Required action: Where a line in the entries below contains the word "used", count it. Return the total alone.

Material provided:
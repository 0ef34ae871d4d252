//! Error types for EmoLens

/// Result type alias using EmoLens's Error type
pub type Result<T> = std::result::Result<T, Error>;

/// Core error type for EmoLens operations
#[derive(Debug, thiserror::Error)]
pub enum Error {
    /// Rejected user input (e.g. blank text)
    #[error("validation error: {0}")]
    Validation(String),

    /// Model unavailable or inference failure
    #[error("classifier error: {0}")]
    Classifier(String),

    /// Log write/read failure
    #[error("storage error: {0}")]
    Storage(String),

    /// Configuration errors
    #[error("configuration error: {0}")]
    Config(String),

    /// Filesystem errors
    #[error("io error: {0}")]
    Io(#[from] std::io::Error),

    /// Serialization errors
    #[error("serialization error: {0}")]
    Serialization(#[from] serde_json::Error),

    /// Generic internal errors
    #[error("internal error: {0}")]
    Internal(String),
}

impl Error {
    /// Create a new validation error
    pub fn validation(msg: impl Into<String>) -> Self {
        Self::Validation(msg.into())
    }

    /// Create a new classifier error
    pub fn classifier(msg: impl Into<String>) -> Self {
        Self::Classifier(msg.into())
    }

    /// Create a new storage error
    pub fn storage(msg: impl Into<String>) -> Self {
        Self::Storage(msg.into())
    }

    /// Create a new configuration error
    pub fn config(msg: impl Into<String>) -> Self {
        Self::Config(msg.into())
    }

    /// Create a new internal error
    pub fn internal(msg: impl Into<String>) -> Self {
        Self::Internal(msg.into())
    }

    /// Short machine-readable kind, used as a metrics label
    pub fn kind(&self) -> &'static str {
        match self {
            Self::Validation(_) => "validation",
            Self::Classifier(_) => "classifier",
            Self::Storage(_) => "storage",
            Self::Config(_) => "config",
            Self::Io(_) => "io",
            Self::Serialization(_) => "serialization",
            Self::Internal(_) => "internal",
        }
    }
}
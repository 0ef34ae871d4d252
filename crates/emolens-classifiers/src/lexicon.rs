//! Lightweight emotion lexicon model
//!
//! This is a keyword-based model used when no trained artifact is loaded.

use crate::model::{ModelClass, TextModel};
use aho_corasick::{AhoCorasick, MatchKind};
use emolens_core::{EmotionCategory, Error, Result};

/// Additive smoothing per category
const SMOOTHING: f32 = 0.5;

fn keywords(category: EmotionCategory) -> &'static [&'static str] {
    match category {
        EmotionCategory::Anger => &[
            "angry", "anger", "furious", "rage", "mad", "annoyed", "irritated", "hate", "outraged",
        ],
        EmotionCategory::Disgust => &[
            "disgust", "disgusted", "disgusting", "gross", "revolting", "nasty", "sickening",
            "repulsive",
        ],
        EmotionCategory::Fear => &[
            "afraid", "scared", "fear", "terrified", "frightened", "anxious", "nervous", "panic",
            "worried",
        ],
        EmotionCategory::Guilt => &[
            "guilty", "guilt", "regret", "sorry", "apologize", "blame", "fault", "remorse",
        ],
        EmotionCategory::Joy => &[
            "happy", "joy", "glad", "delighted", "excited", "cheerful", "great", "wonderful",
            "fun", "laugh",
        ],
        EmotionCategory::Love => &[
            "love", "adore", "darling", "sweetheart", "affection", "cherish", "romantic",
            "beloved",
        ],
        EmotionCategory::Sadness => &[
            "sad", "unhappy", "depressed", "cry", "crying", "lonely", "miserable", "grief",
            "heartbroken", "tears",
        ],
        EmotionCategory::Shame => &[
            "ashamed", "shame", "embarrassed", "humiliated", "mortified", "disgrace",
        ],
        EmotionCategory::Surprise => &[
            "surprised", "surprise", "amazed", "astonished", "shocked", "unexpected", "wow",
            "stunned",
        ],
    }
}

pub struct LexiconModel {
    name: String,
    classes: Vec<ModelClass>,
    matcher: AhoCorasick,
    /// Pattern id -> column
    pattern_columns: Vec<usize>,
}

impl LexiconModel {
    pub fn new() -> Result<Self> {
        Self::with_name("emotion-lexicon")
    }

    pub fn with_name(name: impl Into<String>) -> Result<Self> {
        let mut patterns = Vec::new();
        let mut pattern_columns = Vec::new();
        for (column, category) in EmotionCategory::ALL.iter().enumerate() {
            for word in keywords(*category) {
                patterns.push(*word);
                pattern_columns.push(column);
            }
        }

        let matcher = AhoCorasick::builder()
            .ascii_case_insensitive(true)
            .match_kind(MatchKind::LeftmostLongest)
            .build(patterns)
            .map_err(|e| Error::classifier(format!("Failed to build emotion lexicon: {e}")))?;

        Ok(Self {
            name: name.into(),
            classes: EmotionCategory::ALL
                .iter()
                .map(|c| ModelClass::Label(c.to_string()))
                .collect(),
            matcher,
            pattern_columns,
        })
    }

    fn hits(&self, text: &str) -> Vec<f32> {
        let bytes = text.as_bytes();
        let mut hits = vec![0.0f32; self.classes.len()];

        for m in self.matcher.find_iter(text) {
            let before = m.start().checked_sub(1).map(|i| bytes[i]);
            let after = bytes.get(m.end()).copied();
            let is_word_char = |b: Option<u8>| b.is_some_and(|b| b.is_ascii_alphanumeric() || b == b'_');
            if is_word_char(before) || is_word_char(after) {
                continue;
            }
            hits[self.pattern_columns[m.pattern().as_usize()]] += 1.0;
        }

        hits
    }
}

impl TextModel for LexiconModel {
    fn name(&self) -> &str {
        &self.name
    }

    fn classes(&self) -> &[ModelClass] {
        &self.classes
    }

    fn predict_proba(&self, docs: &[&str]) -> Result<Vec<Vec<f32>>> {
        Ok(docs
            .iter()
            .map(|doc| {
                let hits = self.hits(doc);
                let total: f32 = hits.iter().sum::<f32>() + SMOOTHING * hits.len() as f32;
                hits.iter().map(|h| (h + SMOOTHING) / total).collect()
            })
            .collect())
    }
}
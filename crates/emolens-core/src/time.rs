//! Fixed-timezone timestamps
//!
//! Every visit and prediction is stamped in India Standard Time, whatever the
//! host's local zone is.

use chrono::{DateTime, FixedOffset, TimeZone, Utc};

/// UTC+05:30
pub const IST_OFFSET_SECS: i32 = 5 * 3600 + 30 * 60;

/// Timestamp with an explicit offset, always IST when produced by EmoLens
pub type Timestamp = DateTime<FixedOffset>;

/// The India Standard Time offset
pub fn ist() -> FixedOffset {
    FixedOffset::east_opt(IST_OFFSET_SECS).expect("UTC+05:30 is a valid offset")
}

/// Current instant expressed in IST
pub fn now_ist() -> Timestamp {
    Utc::now().with_timezone(&ist())
}

/// Re-express any timestamp in IST without changing the instant
pub fn to_ist<Tz: TimeZone>(ts: &DateTime<Tz>) -> Timestamp {
    ts.with_timezone(&ist())
}

#[cfg(test)]
mod tests {
    use super::*;

    #[test]
    fn test_now_ist_has_fixed_offset() {
        let now = now_ist();
        assert_eq!(now.offset().local_minus_utc(), IST_OFFSET_SECS);
    }

    #[test]
    fn test_to_ist_preserves_instant() {
        let utc = Utc.with_ymd_and_hms(2024, 3, 1, 18, 45, 0).unwrap();
        let local = to_ist(&utc);

        assert_eq!(local, utc);
        assert_eq!(local.to_rfc3339(), "2024-03-02T00:15:00+05:30");
    }
}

Output: 2